* _DATA FOR THIS TASK_
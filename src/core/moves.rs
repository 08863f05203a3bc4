use std::fmt::Display;
use std::hash::{Hash, Hasher};

use serde::{Deserialize, Serialize};

use crate::core::board::Board;
use crate::core::definitions::{ParseError, Piece};
use crate::core::utils::{square_from_str, Square};

/** Frozen record of one ply. `piece_moved` and `piece_captured` are read
 * from the board when the move is built and never change afterwards.
 * Equality only looks at the start and end squares. */
#[derive(Debug, Clone, Copy, Serialize, Deserialize)]
pub struct Move {
    start: Square,
    end: Square,
    piece_moved: Piece,
    piece_captured: Option<Piece>,
}

impl Move {
    pub fn new(start: Square, end: Square, board: &Board) -> Move {
        let Some(piece_moved) = board.get(start) else {
            panic!("That's a bug! No piece to move on {start}!");
        };
        Move {
            start,
            end,
            piece_moved,
            piece_captured: board.get(end),
        }
    }

    pub fn start(&self) -> Square {
        self.start
    }

    pub fn end(&self) -> Square {
        self.end
    }

    pub fn piece_moved(&self) -> Piece {
        self.piece_moved
    }

    pub fn piece_captured(&self) -> Option<Piece> {
        self.piece_captured
    }

    pub fn is_capture(&self) -> bool {
        self.piece_captured.is_some()
    }

    /** Decimal packing of start row, start col, end row, end col. */
    pub fn move_id(&self) -> u16 {
        self.start.row() as u16 * 1000
            + self.start.col() as u16 * 100
            + self.end.row() as u16 * 10
            + self.end.col() as u16
    }

    pub fn to_algebraic(&self) -> String {
        format!("{}{}", self.start, self.end)
    }
}

impl PartialEq for Move {
    fn eq(&self, other: &Self) -> bool {
        self.move_id() == other.move_id()
    }
}

impl Eq for Move {}

impl Hash for Move {
    fn hash<H: Hasher>(&self, state: &mut H) {
        self.move_id().hash(state);
    }
}

impl Display for Move {
    fn fmt(&self, f: &mut std::fmt::Formatter<'_>) -> std::fmt::Result {
        write!(f, "{}{}", self.start, self.end)
    }
}

/// Splits `e2e4`-style notation into its start and end squares.
pub fn parse_squares(notation: &str) -> Result<(Square, Square), ParseError> {
    if notation.len() != 4 || !notation.is_ascii() {
        return Err(ParseError::InvalidNotation(notation.to_string()));
    }
    let invalid = |_| ParseError::InvalidNotation(notation.to_string());
    let start = square_from_str(&notation[0..2]).map_err(invalid)?;
    let end = square_from_str(&notation[2..4]).map_err(invalid)?;
    Ok((start, end))
}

* _DESCRIPTION OF THE TASK_
Working through the records, find each line containing the word "InvalidNotation" and copy it.

* _RESPONSE BOX_
        return Err(ParseError::InvalidNotation(notation.to_string()));
    let invalid = |_| ParseError::InvalidNotation(notation.to_string());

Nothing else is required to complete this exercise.